Lungo il percorso non ci sono solo foto riguardanti la Breda, ma anche foto della nascita del Parco e foto della Milano bombardata...ad esempio la famosa galleria di Milano...

Giunti alla fine del percorso vi chiediamo quale configuarazione potrebbe avere il percorso dei bunker...se lo vedessimo dall'alto che forma avrebbe? Qualcuno di voi dice: "Abbiamo fatto degli angoli retti", esatto e quindi? Dopo qualche ragionamento si arriva alla soluzione...le gallerie hanno la forma di una linea spezzata!
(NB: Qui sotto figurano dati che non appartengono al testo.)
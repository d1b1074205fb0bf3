//! Deterministic replay of recorded sessions.
//!
//! A recording carries everything a live session would have seen: environment
//! descriptors, the rendering backend's identity and measured batch timings,
//! timed input events, navigation steps and trap activity. Replay drives a
//! fresh [`Shield`] on manual clocks, so the same recording always yields the
//! same scores.

use crate::clock::ManualClock;
use crate::config::ShieldConfig;
use crate::detectors::{RenderBackend, RenderContext, RenderLimits};
use crate::environment::{Environment, EnvironmentDescriptor};
use crate::error::ShieldError;
use crate::score::{Verdict, VerdictKind};
use crate::shield::{InputEvent, Shield};
use serde::{Deserialize, Serialize};
use std::path::Path;
use std::sync::Arc;
use tracing::debug;

/// One recorded session.
#[derive(Debug, Clone, Default, Serialize, Deserialize)]
#[serde(rename_all = "camelCase", default)]
pub struct SessionRecording {
    /// Ground truth, when known
    pub label: Option<VerdictKind>,

    pub environment: EnvironmentDescriptor,

    /// None when the session had no rendering backend
    pub hardware: Option<HardwareRecording>,

    pub events: Vec<TimedInput>,

    pub navigation: Vec<TimedStep>,

    /// Value found in the decoy field at submit time
    pub hidden_field_value: Option<String>,

    /// Requests seen on the session's invisible-link endpoint
    pub link_hits: usize,
}

impl SessionRecording {
    /// Load a recording from JSON or YAML, chosen by extension.
    pub fn from_path(path: &Path) -> Result<Self, ShieldError> {
        let content = std::fs::read_to_string(path)?;
        if path.extension().is_some_and(|e| e == "yaml" || e == "yml") {
            Ok(serde_yaml::from_str(&content)?)
        } else {
            Ok(serde_json::from_str(&content)?)
        }
    }
}

/// Rendering backend as observed during the recorded session.
#[derive(Debug, Clone, Default, Serialize, Deserialize)]
#[serde(rename_all = "camelCase", default)]
pub struct HardwareRecording {
    pub vendor: Option<String>,
    pub renderer: Option<String>,
    pub limits: RenderLimits,

    /// Measured per-iteration duration of each benchmark batch (ms)
    pub batch_ms: Vec<f64>,
}

/// Input event at a time offset from page load.
#[derive(Debug, Clone, PartialEq, Serialize, Deserialize)]
#[serde(rename_all = "camelCase")]
pub struct TimedInput {
    pub at_ms: f64,
    #[serde(flatten)]
    pub event: InputEvent,
}

/// Navigation step at a time offset from page load.
#[derive(Debug, Clone, PartialEq, Serialize, Deserialize)]
#[serde(rename_all = "camelCase")]
pub struct TimedStep {
    pub at_ms: f64,
    pub step: String,
}

/// Plays back recorded benchmark timings on its own clock.
pub struct RecordedBackend {
    recording: HardwareRecording,
    clock: Arc<ManualClock>,
}

impl RecordedBackend {
    pub fn new(recording: HardwareRecording, clock: Arc<ManualClock>) -> Self {
        Self { recording, clock }
    }
}

impl RenderBackend for RecordedBackend {
    fn acquire(&self) -> Result<Box<dyn RenderContext>, ShieldError> {
        Ok(Box::new(RecordedContext {
            recording: self.recording.clone(),
            clock: self.clock.clone(),
            batch: 0,
            draws: 0,
        }))
    }
}

struct RecordedContext {
    recording: HardwareRecording,
    clock: Arc<ManualClock>,
    batch: usize,
    draws: usize,
}

impl RenderContext for RecordedContext {
    fn vendor(&self) -> Option<String> {
        self.recording.vendor.clone()
    }

    fn renderer(&self) -> Option<String> {
        self.recording.renderer.clone()
    }

    fn limits(&self) -> RenderLimits {
        self.recording.limits.clone()
    }

    fn draw(&mut self) -> Result<(), ShieldError> {
        self.draws += 1;
        Ok(())
    }

    fn finish(&mut self) -> Result<(), ShieldError> {
        let per_iteration = self.recording.batch_ms.get(self.batch).copied().ok_or_else(|| {
            ShieldError::Render(format!("no recorded timing for batch {}", self.batch))
        })?;
        self.clock.advance(per_iteration * self.draws as f64);
        self.batch += 1;
        self.draws = 0;
        Ok(())
    }

    fn release(&mut self) {}
}

enum Step<'a> {
    Input(&'a InputEvent),
    Navigate(&'a str),
}

/// Replay `recording` through a fresh session and analyze it.
pub async fn replay(recording: &SessionRecording, config: &ShieldConfig) -> Verdict {
    let clock = Arc::new(ManualClock::new(0.0));
    let bench_clock = Arc::new(ManualClock::new(0.0));

    let mut env = Environment::headless()
        .with_descriptor(recording.environment.clone())
        .with_clock(clock.clone())
        .with_benchmark_clock(bench_clock.clone());
    if let Some(hardware) = &recording.hardware {
        env = env.with_render_backend(Arc::new(RecordedBackend::new(
            hardware.clone(),
            bench_clock,
        )));
    }

    let mut shield = Shield::new(config.clone(), env);
    shield.initialize();

    let mut timeline: Vec<(f64, Step<'_>)> = recording
        .events
        .iter()
        .map(|e| (e.at_ms, Step::Input(&e.event)))
        .chain(
            recording
                .navigation
                .iter()
                .map(|n| (n.at_ms, Step::Navigate(n.step.as_str()))),
        )
        .collect();
    // Stable, so simultaneous entries keep their recorded order
    timeline.sort_by(|a, b| a.0.total_cmp(&b.0));

    for (at_ms, step) in timeline {
        clock.set(at_ms);
        match step {
            Step::Input(event) => shield.handle_input(event.clone()),
            Step::Navigate(name) => {
                shield.record_navigation(name);
            }
        }
    }

    shield.check_hidden_field_value(recording.hidden_field_value.as_deref());
    let link = shield.link_path();
    for _ in 0..recording.link_hits {
        shield.report_link_hit(&link);
    }

    shield.await_hardware().await;
    debug!(
        events = recording.events.len(),
        steps = recording.navigation.len(),
        "Recording replayed"
    );
    shield.analyze().await
}

#[cfg(test)]
mod tests {
    use super::*;

    fn human_recording() -> SessionRecording {
        let mut events = Vec::new();
        let mut t = 900.0;
        for i in 0..30 {
            t += [92.0, 118.0, 104.0, 87.0, 131.0, 99.0][i % 6];
            events.push(TimedInput {
                at_ms: t,
                event: InputEvent::PointerMove {
                    x: 40.0 + 13.0 * i as f64,
                    y: 300.0 - 7.0 * i as f64,
                },
            });
        }

        SessionRecording {
            label: Some(VerdictKind::Human),
            environment: EnvironmentDescriptor {
                locale: Some("en-GB".to_string()),
                logical_cores: Some(8),
                screen_width: Some(1920),
                screen_height: Some(1080),
            },
            hardware: Some(HardwareRecording {
                vendor: Some("Intel Inc.".to_string()),
                renderer: Some("Intel(R) Iris(TM) Plus Graphics 655".to_string()),
                limits: RenderLimits::default(),
                batch_ms: vec![0.21, 0.19, 0.23, 0.20, 0.22],
            }),
            events,
            ..Default::default()
        }
    }

    #[tokio::test]
    async fn test_replay_human() {
        let verdict = replay(&human_recording(), &ShieldConfig::default()).await;
        assert_eq!(verdict.verdict, VerdictKind::Human);
        let hardware = verdict.hardware.unwrap();
        assert!(hardware.is_real_gpu);
        assert_eq!(hardware.timing_signature.len(), 5);
        assert!((hardware.timing_signature[0] - 0.21).abs() < 1e-9);
    }

    #[tokio::test]
    async fn test_replay_deterministic() {
        let recording = human_recording();
        let a = replay(&recording, &ShieldConfig::default()).await;
        let b = replay(&recording, &ShieldConfig::default()).await;
        assert_eq!(a.scores, b.scores);
        assert_eq!(a.entropy, b.entropy);
        assert_eq!(a.hardware.map(|h| h.hash), b.hardware.map(|h| h.hash));
    }

    #[tokio::test]
    async fn test_replay_traps() {
        let mut recording = human_recording();
        recording.link_hits = 1;
        let verdict = replay(&recording, &ShieldConfig::default()).await;
        assert_eq!(verdict.verdict, VerdictKind::Bot);
        assert!(verdict
            .anomalies
            .contains(&"honeypot:invisible-link".to_string()));
    }

    #[tokio::test]
    async fn test_short_recording_fails_benchmark() {
        let mut recording = human_recording();
        if let Some(hw) = recording.hardware.as_mut() {
            hw.batch_ms.truncate(2);
        }
        let verdict = replay(&recording, &ShieldConfig::default()).await;
        assert!(verdict
            .anomalies
            .contains(&"gpu:benchmark-failed".to_string()));
    }

    #[tokio::test]
    async fn test_replay_huge_offsets_round_trip() {
        let events = [0.0, 1e200, 4e200, 5e200, 7e200]
            .into_iter()
            .enumerate()
            .map(|(i, at_ms)| TimedInput {
                at_ms,
                event: InputEvent::PointerMove {
                    x: 10.0 * i as f64,
                    y: 20.0 * i as f64,
                },
            })
            .collect();
        let recording = SessionRecording {
            events,
            ..Default::default()
        };

        let verdict = replay(&recording, &ShieldConfig::default()).await;
        let stats = verdict.entropy.stats;
        assert!(stats.std_dev.is_finite());
        assert!(stats.coefficient_of_variation.is_finite());

        let json = serde_json::to_string(&verdict).unwrap();
        let back: Verdict = serde_json::from_str(&json).unwrap();
        assert_eq!(back, verdict);
    }

    #[test]
    fn test_recording_wire_format() {
        let json = r#"{
            "label": "bot",
            "environment": {"locale": "en-US"},
            "events": [
                {"atMs": 120, "type": "click", "x": 100, "y": 200},
                {"atMs": 150.5, "type": "keydown", "key": "Enter"}
            ],
            "navigation": [{"atMs": 200, "step": "catalog"}],
            "hiddenFieldValue": "spam@example.com"
        }"#;
        let recording: SessionRecording = serde_json::from_str(json).unwrap();
        assert_eq!(recording.label, Some(VerdictKind::Bot));
        assert_eq!(recording.events.len(), 2);
        assert_eq!(recording.events[1].at_ms, 150.5);
        assert!(matches!(recording.events[0].event, InputEvent::Click { .. }));
        assert!(recording.hardware.is_none());
        assert_eq!(recording.link_hits, 0);
    }
}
E perchè?  Essenzialmente per due ragioni: la prima è che, in questo modo, a parità di lunghezza, aumenta lo spazio utilizzabile dai rifugiati; la seconda è che, in caso di bombardamento, si eviterebbe l'effetto domino creato dall'onda d'urto e quindi si ridurrebbe la percentuale di morti.

Dopo questo viaggio nel passato torniamo al presente e alla luce del sole!

Usciamo dall'area didattica e andiamo alla ricerca di un altro luogo simbolico: i binari Breda...

I binari Breda vennero costruiti, per l'appunto, dalla fabbrica Breda nel tentativo di creare una sorta di metropolitana su ruote. Questo tentativo fallì, ma di questo "esperimento" possiamo osservarne ancora le tracce...

Anche in questo caso la natura si è ripresa i suoi spazi, infatti tra i binari possiamo osservare la presenza di moltissime piante, in particolare il Bagolaro!

Mentre ci dirigiamo verso il "teatrino" Breda, passiamo a fianco alla montagnetta della Breda, creata con gli scarti di lavorazione della fabbrica. Con la nascita del Parco si è deciso di conservare la montagnetta aggiungendo terra e alberi, in modo che le loro radici creassero una sorta di rete che potesse sostenere l'intera struttura. 

L'ultima tappa del nostro lungo viaggio nella storia è proprio il "teatrino" Breda, che altro non è che un vecchio carroponte!

Qui finisce il nostro cammino nel passato! Speriamo che vi sia piaciuto ed interessato!

Grazie di essere stati con noi, alla prossima! Un saluto dal parco Nord!